In fact, the banking services—which rely on a virtual debit card linked to a bank account that pays up to 1.5%, with the ISO getting a percentage on top of what the merchant earns—are unabashedly positioned to follow Square’s approach in using cards and bank backing to win and keep merchants, only in this case also rewarding agents. The financial institution behind Netevia’s program is Attica, Ohio-based Sutton Bank, known for its work with fintechs including Square.

Sadovskiy: “There’s not a single [payments] provider that can offer ISOs an opportunity to participate in the banking world.”

The basic proposition, says Sadovskiy, is that “the merchant will make more money if it keeps their money with us.” He characterizes the approach as “simplistic, easy to understand—opening a checking account and using a debit card.”

Also, like some of its fintech rivals, Netevia is preparing to roll out a a Netevia app that will be incorporated into terminals from Pax Technology Inc. The devices will likely be released next month, Sadovskiy says. The company already offers its own Android-based N-line devices. .

The company is counting on the mix of products and services to tie merchants tightly to its platform—though sellers are free to adopt the banking services without processing with Netevia, through a service called “Banking Only.” The result, however, is the same, adds Sadovskiy: “Merchants are not leaving in our world.”

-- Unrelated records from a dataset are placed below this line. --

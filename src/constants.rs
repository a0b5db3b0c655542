//! Constants for board geometry, evaluation weights, and search levels.
//!
//! The board is a fixed 8x8 draughts board. Rows run top-to-bottom (0..=7) and
//! columns left-to-right (0..=7). Only squares where `row + col` is odd are
//! playable.

// =============================================================================
// Board Geometry
// =============================================================================

/// Board size (NxN).
pub const N: usize = 8;

/// Number of rows each side fills at setup.
pub const HOME_ROWS: usize = 3;

/// Pieces per side at setup (`HOME_ROWS` rows of `N / 2` playable squares).
pub const PIECES_PER_SIDE: u32 = (HOME_ROWS * N / 2) as u32;

/// Diagonal directions a king may move in, as (row delta, col delta).
pub const KING_DIRECTIONS: [(isize, isize); 4] = [(-1, -1), (-1, 1), (1, -1), (1, 1)];

/// Forward diagonals of a first side man (toward row 0).
pub const FIRST_MAN_DIRECTIONS: [(isize, isize); 2] = [(-1, -1), (-1, 1)];

/// Forward diagonals of a second side man (toward row 7).
pub const SECOND_MAN_DIRECTIONS: [(isize, isize); 2] = [(1, -1), (1, 1)];

// =============================================================================
// Evaluation
// =============================================================================

/// Material value of every live piece.
pub const MAN_VALUE: f64 = 1.0;

/// Extra value of a king on top of `MAN_VALUE`.
pub const KING_BONUS: f64 = 0.5;

// =============================================================================
// Search Levels (plies)
// =============================================================================

/// Ply count for the easy level.
pub const DEPTH_SHALLOW: u32 = 2;

/// Ply count for the medium level.
pub const DEPTH_MEDIUM: u32 = 4;

/// Ply count for the hard level.
pub const DEPTH_DEEP: u32 = 6;

// =============================================================================
// Self-play
// =============================================================================

/// Default ply limit for self-play matches; draughts games can shuffle kings
/// forever, so every driven match has a ceiling.
pub const MAX_GAME_PLIES: usize = 200;

/// Default seed for the random mover.
pub const DEFAULT_SEED: u64 = 1;
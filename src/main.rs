//! Checkers-Rust: a draughts engine with a minimax opponent.
//!
//! ## Usage
//!
//! - `checkers-rust` - Show a demo
//! - `checkers-rust ctp` - Start the text protocol server for a GUI
//! - `checkers-rust selfplay` - Play the agent against itself or a random mover
//!
//! Set `CHECKERS_LOG=debug` to see search statistics on stderr.

use anyhow::bail;
use clap::{Parser, Subcommand, ValueEnum};
use env_logger::Env;

use checkers_rust::board::{Board, Side};
use checkers_rust::constants::{DEFAULT_SEED, MAX_GAME_PLIES};
use checkers_rust::ctp::CtpEngine;
use checkers_rust::playout::{play_match, Player, RandomMover};
use checkers_rust::search::{Agent, Level};

/// Checkers-Rust: a draughts engine with a minimax opponent
#[derive(Parser)]
#[command(name = "checkers-rust")]
#[command(author, version, about, long_about = None)]
struct Cli {
    #[command(subcommand)]
    command: Option<Commands>,
}

#[derive(Copy, Clone, ValueEnum)]
enum SideArg {
    First,
    Second,
}

impl From<SideArg> for Side {
    fn from(arg: SideArg) -> Self {
        match arg {
            SideArg::First => Side::First,
            SideArg::Second => Side::Second,
        }
    }
}

#[derive(Subcommand)]
enum Commands {
    /// Start the Checkers Text Protocol server on stdin/stdout
    Ctp {
        /// Agent level: easy, medium or hard
        #[arg(long, default_value = "medium")]
        level: Level,
        /// Side the agent plays
        #[arg(long, value_enum, default_value = "second")]
        agent_side: SideArg,
    },
    /// Play a full game between two players
    Selfplay {
        /// Level of the first side's agent
        #[arg(long, default_value = "easy")]
        first: Level,
        /// Level of the second side's agent
        #[arg(long, default_value = "medium")]
        second: Level,
        /// Replace the second side's agent with a random mover
        #[arg(long)]
        random_opponent: bool,
        /// Seed for the random mover
        #[arg(long, default_value_t = DEFAULT_SEED)]
        seed: u64,
        /// Stop after this many plies
        #[arg(long, default_value_t = MAX_GAME_PLIES)]
        max_plies: usize,
    },
    /// Run a simple demo of the engine
    Demo,
}

fn main() -> anyhow::Result<()> {
    env_logger::Builder::from_env(Env::default().filter_or("CHECKERS_LOG", "warn")).init();

    let cli = Cli::parse();

    match cli.command {
        Some(Commands::Ctp { level, agent_side }) => {
            let mut engine = CtpEngine::with_agent_side(agent_side.into(), level);
            engine.run()
        }
        Some(Commands::Selfplay {
            first,
            second,
            random_opponent,
            seed,
            max_plies,
        }) => run_selfplay(first, second, random_opponent, seed, max_plies),
        Some(Commands::Demo) | None => run_demo(),
    }
}

fn run_selfplay(
    first: Level,
    second: Level,
    random_opponent: bool,
    seed: u64,
    max_plies: usize,
) -> anyhow::Result<()> {
    if max_plies == 0 {
        bail!("--max-plies must be at least 1");
    }

    let mut board = Board::new();
    let mut first_player = Agent::new(Side::First, first);
    let mut second_player: Box<dyn Player> = if random_opponent {
        Box::new(RandomMover::new(seed))
    } else {
        Box::new(Agent::new(Side::Second, second))
    };

    let result = play_match(
        &mut board,
        &mut first_player,
        second_player.as_mut(),
        max_plies,
    );

    for (i, mv) in result.moves.iter().enumerate() {
        let side = if i % 2 == 0 { Side::First } else { Side::Second };
        println!("{:>3}. {side:<6} {mv}", i + 1);
    }
    println!("\n{board}");
    match (result.finished, result.winner) {
        (true, Some(side)) => println!("Winner: {side}"),
        (true, None) => println!("Blocked position, no winner"),
        (false, _) => println!("Stopped after {} plies", result.moves.len()),
    }
    println!("Material: {:+.1}", result.score);
    Ok(())
}

fn run_demo() -> anyhow::Result<()> {
    println!("Checkers-Rust: draughts engine with alpha-beta search\n");

    println!("=== Starting Position ===");
    let mut board = Board::new();
    println!("{board}");

    println!("=== Search Demo ===");
    for level in [Level::Easy, Level::Medium] {
        let agent = Agent::new(Side::First, level);
        let (result, stats) = agent.search(&board);
        let Some(mv) = result.best_move else {
            bail!("no move found in the starting position");
        };
        println!(
            "{level}: {mv} (score {:+.1}, {} nodes, {} cutoffs)",
            result.score, stats.nodes, stats.cutoffs
        );
    }

    let agent = Agent::new(Side::First, Level::Easy);
    if let Some(mv) = agent.best_move(&board) {
        board.apply_move(mv);
        println!("\nAfter {mv}:\n{board}");
    }
    Ok(())
}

More programs and products appear to be on the horizon. “We plan to roll out many more programs down the road,” he says, while merchants that process through the company as well as adopt its banking services “will get more benefits.”

Still, Sadovskiy says, the key is not so much banking as it is holding on to merchants while letting ISOs manage their accounts. “We’re not trying to replace a bank,” he notes. “We’re trying to optimize merchant deposits and give control to the agent channel.”

Before the launch of Netevia, Sadovskiy spent eight years at payments provider Net Element Inc. and its Unified Payments unit. Net Element had been using the Netevia name for a set of payments and rewards technologies it offered merchants. But the company was forced to divest its payments-services business in 2020 when it merged with Mullen Technologies Inc., which at the time planned to launch a line of Chinese-made electric sports cars in the U.S. market.

Netevia processed $7 billion in transactions last year and expects that volume to grow by $1 billion in 2023, according to Sadovskiy. While it employs about 120 persons in operations, it works with roughly 1,000 ISOs, he adds. Merchant IDs—MIDs—total 25,000.